> Exercise instructions: If a line in the entries below holds the string "reason", copy it.

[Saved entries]
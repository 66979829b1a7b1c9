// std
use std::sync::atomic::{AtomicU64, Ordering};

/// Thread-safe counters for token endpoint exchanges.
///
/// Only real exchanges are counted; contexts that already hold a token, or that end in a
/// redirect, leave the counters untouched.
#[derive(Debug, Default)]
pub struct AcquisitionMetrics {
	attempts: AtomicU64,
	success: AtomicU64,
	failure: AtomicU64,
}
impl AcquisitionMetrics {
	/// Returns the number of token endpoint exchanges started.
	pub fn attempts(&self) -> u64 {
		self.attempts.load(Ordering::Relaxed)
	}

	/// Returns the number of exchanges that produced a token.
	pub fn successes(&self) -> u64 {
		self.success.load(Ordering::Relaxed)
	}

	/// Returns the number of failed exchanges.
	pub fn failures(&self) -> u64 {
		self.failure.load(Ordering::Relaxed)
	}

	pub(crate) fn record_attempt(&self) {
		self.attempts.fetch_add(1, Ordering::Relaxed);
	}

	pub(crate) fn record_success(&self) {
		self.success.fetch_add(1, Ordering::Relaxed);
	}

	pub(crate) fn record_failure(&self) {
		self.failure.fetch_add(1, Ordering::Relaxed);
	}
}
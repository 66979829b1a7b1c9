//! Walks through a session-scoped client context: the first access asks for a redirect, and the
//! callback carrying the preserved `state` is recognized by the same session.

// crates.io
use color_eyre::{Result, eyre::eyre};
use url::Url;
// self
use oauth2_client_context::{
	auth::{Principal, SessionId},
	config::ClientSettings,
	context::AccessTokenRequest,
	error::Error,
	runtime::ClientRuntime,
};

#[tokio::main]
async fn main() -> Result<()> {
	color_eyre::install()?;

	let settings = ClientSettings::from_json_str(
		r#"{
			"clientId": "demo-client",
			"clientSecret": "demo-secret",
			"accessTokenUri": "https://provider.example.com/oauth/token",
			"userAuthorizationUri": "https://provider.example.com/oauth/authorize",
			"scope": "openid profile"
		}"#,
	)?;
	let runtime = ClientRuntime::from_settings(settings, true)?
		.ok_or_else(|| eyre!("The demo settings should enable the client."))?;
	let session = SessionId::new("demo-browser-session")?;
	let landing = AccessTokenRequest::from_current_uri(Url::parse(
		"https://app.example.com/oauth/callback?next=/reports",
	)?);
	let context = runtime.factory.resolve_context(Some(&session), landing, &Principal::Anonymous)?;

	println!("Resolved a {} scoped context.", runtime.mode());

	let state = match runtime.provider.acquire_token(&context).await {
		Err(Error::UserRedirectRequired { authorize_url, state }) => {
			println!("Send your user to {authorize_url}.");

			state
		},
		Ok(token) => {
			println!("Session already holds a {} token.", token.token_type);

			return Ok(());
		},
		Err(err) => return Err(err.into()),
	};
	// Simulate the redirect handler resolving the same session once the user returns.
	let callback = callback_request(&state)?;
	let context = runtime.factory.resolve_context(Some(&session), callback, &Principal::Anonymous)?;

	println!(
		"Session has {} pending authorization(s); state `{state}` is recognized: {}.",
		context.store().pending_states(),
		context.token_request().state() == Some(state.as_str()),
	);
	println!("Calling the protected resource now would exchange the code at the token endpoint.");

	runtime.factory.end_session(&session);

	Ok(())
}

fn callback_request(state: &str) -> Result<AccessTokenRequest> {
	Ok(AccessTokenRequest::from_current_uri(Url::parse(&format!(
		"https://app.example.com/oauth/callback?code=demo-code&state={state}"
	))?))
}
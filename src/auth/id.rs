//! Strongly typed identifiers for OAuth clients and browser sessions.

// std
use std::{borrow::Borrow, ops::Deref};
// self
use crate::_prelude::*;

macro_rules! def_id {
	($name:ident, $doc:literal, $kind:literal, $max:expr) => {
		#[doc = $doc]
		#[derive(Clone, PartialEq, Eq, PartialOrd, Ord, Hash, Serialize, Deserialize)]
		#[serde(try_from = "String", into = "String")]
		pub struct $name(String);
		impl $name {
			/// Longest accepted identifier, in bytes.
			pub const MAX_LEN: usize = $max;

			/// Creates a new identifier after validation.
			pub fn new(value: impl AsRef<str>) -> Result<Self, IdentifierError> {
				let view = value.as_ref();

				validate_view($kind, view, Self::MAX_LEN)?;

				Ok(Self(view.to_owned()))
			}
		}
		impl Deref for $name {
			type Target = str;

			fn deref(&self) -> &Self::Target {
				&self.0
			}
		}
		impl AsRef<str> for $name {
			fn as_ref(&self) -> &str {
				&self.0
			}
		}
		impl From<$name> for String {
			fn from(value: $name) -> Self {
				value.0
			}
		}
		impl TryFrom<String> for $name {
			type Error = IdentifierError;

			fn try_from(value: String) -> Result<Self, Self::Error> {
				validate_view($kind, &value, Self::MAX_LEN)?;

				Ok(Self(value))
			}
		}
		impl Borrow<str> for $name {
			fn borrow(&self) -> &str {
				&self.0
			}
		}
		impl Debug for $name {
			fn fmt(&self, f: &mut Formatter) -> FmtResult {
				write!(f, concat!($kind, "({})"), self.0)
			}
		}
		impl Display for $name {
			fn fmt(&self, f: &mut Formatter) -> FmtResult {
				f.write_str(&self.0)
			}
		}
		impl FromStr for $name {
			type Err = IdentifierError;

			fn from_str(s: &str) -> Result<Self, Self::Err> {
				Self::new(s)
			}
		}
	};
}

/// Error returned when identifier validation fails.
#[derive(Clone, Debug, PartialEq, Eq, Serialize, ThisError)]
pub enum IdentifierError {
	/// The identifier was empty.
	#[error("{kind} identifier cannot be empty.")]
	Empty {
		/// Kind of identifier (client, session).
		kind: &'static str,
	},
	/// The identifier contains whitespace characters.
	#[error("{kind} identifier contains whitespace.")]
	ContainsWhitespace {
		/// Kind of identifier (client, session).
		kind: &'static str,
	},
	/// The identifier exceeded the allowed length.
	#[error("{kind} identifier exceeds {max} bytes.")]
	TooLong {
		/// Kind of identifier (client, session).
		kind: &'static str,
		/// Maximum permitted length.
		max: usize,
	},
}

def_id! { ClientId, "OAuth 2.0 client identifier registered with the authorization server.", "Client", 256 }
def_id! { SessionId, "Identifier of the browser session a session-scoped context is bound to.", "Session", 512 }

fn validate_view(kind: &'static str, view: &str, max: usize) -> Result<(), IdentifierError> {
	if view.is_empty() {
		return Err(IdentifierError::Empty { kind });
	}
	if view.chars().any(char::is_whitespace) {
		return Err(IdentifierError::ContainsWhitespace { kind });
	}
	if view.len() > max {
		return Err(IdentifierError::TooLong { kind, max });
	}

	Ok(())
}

--

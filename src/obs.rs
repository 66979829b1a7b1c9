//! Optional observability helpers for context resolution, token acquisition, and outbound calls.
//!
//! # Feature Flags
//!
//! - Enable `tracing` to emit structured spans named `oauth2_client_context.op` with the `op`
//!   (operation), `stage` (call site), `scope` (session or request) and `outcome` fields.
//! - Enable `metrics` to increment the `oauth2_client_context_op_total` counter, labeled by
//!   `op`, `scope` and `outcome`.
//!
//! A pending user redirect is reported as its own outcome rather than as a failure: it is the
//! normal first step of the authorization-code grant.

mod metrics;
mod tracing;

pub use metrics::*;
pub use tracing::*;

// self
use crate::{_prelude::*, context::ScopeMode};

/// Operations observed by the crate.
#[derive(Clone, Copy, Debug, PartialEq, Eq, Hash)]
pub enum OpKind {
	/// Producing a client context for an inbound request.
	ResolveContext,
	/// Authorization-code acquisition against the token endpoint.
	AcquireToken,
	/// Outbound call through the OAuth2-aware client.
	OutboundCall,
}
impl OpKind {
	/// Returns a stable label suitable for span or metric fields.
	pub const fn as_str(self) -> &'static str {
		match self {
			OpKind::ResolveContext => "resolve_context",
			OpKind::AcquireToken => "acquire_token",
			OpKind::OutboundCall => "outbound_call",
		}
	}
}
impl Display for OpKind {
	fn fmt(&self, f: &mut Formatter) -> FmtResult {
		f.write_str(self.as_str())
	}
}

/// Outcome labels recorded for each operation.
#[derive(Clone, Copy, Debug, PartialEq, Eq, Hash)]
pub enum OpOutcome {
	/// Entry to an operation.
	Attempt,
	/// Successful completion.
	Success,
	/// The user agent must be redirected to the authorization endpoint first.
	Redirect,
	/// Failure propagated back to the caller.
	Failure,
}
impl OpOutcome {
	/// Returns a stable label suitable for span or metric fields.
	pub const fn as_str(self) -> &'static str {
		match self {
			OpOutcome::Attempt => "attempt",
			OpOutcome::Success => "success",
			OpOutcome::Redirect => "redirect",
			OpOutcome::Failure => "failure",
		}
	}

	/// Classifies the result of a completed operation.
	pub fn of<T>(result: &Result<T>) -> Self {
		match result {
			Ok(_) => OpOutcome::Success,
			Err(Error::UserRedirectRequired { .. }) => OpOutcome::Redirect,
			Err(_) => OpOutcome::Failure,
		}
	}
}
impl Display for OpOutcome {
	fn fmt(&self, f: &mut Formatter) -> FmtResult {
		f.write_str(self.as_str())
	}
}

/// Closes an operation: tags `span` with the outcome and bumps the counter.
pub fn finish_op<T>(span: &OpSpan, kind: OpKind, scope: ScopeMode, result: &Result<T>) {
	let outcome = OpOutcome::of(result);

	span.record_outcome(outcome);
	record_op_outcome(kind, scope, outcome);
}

==

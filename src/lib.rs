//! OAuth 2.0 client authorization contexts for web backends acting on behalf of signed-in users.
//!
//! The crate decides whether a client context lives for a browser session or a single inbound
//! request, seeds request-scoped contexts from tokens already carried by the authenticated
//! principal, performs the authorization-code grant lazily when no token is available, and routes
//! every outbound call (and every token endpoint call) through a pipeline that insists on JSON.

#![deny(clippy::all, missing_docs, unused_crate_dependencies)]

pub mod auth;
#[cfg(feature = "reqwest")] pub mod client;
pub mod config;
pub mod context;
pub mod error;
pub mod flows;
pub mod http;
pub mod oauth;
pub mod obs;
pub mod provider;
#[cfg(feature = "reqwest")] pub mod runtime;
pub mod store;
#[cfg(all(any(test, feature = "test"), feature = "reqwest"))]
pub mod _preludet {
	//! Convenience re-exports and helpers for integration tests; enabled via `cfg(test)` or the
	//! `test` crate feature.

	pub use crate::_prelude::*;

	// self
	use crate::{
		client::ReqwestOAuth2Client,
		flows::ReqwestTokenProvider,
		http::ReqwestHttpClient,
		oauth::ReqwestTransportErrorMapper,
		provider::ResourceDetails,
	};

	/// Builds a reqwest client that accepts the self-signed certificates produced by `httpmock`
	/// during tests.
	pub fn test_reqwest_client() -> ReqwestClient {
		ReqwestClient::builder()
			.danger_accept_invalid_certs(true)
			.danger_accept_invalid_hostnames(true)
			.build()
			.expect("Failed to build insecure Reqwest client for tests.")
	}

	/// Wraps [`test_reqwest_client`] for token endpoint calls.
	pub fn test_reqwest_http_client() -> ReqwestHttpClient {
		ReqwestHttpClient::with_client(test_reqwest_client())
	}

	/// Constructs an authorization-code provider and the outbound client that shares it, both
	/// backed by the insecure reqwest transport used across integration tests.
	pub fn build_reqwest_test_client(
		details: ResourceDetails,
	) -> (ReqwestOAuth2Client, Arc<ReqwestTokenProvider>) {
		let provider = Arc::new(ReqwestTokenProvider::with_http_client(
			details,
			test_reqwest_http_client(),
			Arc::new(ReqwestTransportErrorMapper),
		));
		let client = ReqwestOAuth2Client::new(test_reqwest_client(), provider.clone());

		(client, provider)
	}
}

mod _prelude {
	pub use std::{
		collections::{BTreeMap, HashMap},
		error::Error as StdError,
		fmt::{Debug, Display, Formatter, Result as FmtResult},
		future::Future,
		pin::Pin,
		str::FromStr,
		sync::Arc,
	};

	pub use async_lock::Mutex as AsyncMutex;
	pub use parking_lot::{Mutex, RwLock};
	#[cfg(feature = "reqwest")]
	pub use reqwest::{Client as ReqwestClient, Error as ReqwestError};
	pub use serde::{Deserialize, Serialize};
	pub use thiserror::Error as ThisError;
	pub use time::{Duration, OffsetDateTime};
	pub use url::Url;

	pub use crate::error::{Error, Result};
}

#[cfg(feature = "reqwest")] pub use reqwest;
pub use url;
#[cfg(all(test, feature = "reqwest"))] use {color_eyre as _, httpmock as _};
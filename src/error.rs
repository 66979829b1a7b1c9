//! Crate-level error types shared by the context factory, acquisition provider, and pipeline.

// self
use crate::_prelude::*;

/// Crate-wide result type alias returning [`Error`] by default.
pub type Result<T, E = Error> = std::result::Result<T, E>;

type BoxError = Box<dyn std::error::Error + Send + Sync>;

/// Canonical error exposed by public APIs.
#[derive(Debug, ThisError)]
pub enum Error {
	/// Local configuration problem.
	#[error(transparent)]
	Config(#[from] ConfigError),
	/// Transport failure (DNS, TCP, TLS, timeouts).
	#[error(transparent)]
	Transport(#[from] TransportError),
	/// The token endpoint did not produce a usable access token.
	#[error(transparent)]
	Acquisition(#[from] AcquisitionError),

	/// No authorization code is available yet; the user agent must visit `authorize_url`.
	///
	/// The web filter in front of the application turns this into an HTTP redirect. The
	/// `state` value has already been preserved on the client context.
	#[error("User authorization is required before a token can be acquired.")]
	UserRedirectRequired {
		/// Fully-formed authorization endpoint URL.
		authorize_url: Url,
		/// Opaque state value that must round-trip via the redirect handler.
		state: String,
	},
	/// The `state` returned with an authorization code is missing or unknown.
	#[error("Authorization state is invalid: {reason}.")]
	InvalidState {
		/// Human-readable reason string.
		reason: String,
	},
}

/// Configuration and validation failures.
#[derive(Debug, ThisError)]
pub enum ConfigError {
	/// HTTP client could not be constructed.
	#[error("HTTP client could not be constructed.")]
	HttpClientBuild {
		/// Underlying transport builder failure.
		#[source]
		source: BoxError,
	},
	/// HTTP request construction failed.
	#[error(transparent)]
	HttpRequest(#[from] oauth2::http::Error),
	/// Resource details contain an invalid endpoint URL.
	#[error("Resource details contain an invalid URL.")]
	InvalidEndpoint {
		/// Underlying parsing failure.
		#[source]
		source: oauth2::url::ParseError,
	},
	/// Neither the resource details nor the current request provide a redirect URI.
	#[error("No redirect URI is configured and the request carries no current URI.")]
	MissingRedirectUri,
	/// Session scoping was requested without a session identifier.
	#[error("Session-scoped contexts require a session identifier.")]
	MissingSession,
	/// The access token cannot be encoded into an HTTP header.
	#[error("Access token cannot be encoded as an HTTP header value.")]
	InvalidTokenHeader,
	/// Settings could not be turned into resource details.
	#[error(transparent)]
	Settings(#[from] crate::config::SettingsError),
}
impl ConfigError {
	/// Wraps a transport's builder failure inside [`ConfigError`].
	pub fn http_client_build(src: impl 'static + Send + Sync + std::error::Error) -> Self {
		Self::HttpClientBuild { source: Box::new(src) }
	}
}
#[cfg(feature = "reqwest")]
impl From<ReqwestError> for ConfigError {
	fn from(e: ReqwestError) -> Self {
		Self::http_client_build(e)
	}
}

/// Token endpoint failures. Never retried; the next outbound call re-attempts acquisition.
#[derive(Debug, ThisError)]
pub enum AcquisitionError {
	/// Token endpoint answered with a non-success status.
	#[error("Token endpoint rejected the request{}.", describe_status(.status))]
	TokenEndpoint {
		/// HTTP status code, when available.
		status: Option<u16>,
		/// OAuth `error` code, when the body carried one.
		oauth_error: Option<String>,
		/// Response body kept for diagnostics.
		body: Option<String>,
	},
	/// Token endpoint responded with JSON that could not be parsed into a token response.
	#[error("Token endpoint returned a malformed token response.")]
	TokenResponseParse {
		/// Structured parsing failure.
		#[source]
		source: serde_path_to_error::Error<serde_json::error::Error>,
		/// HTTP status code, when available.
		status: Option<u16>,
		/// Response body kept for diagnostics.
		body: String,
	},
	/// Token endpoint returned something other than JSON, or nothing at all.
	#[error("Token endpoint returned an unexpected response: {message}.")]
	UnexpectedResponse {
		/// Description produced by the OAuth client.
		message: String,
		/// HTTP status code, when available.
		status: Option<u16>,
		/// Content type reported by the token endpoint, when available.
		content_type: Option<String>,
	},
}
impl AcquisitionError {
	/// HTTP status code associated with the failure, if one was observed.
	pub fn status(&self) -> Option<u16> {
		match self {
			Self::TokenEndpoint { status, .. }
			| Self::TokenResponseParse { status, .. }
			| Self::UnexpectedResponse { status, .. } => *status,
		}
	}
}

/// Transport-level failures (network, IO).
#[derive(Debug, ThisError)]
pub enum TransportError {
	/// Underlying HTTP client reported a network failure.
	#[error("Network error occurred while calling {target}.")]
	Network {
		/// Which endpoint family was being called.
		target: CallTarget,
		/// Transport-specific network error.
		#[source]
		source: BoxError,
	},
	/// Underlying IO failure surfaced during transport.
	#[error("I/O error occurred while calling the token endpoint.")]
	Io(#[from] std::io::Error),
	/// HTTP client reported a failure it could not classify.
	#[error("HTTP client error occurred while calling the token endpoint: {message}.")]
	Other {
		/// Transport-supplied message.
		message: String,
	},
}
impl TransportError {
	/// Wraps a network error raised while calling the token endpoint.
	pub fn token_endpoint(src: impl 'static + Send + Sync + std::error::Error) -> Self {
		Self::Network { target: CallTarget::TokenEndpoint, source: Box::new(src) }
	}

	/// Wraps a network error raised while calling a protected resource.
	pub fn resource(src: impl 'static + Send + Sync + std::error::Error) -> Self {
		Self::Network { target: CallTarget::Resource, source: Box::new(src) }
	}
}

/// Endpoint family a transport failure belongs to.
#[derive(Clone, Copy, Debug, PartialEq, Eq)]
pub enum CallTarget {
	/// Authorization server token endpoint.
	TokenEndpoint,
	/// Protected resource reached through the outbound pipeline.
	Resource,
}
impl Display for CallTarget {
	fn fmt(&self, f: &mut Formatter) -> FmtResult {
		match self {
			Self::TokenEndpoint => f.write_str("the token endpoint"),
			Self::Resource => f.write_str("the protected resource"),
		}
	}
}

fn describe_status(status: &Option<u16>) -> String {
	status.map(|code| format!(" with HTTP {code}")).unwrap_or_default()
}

> Completed task:
	#[error("Authorization state is invalid: {reason}.")]
		/// Human-readable reason string.
		reason: String,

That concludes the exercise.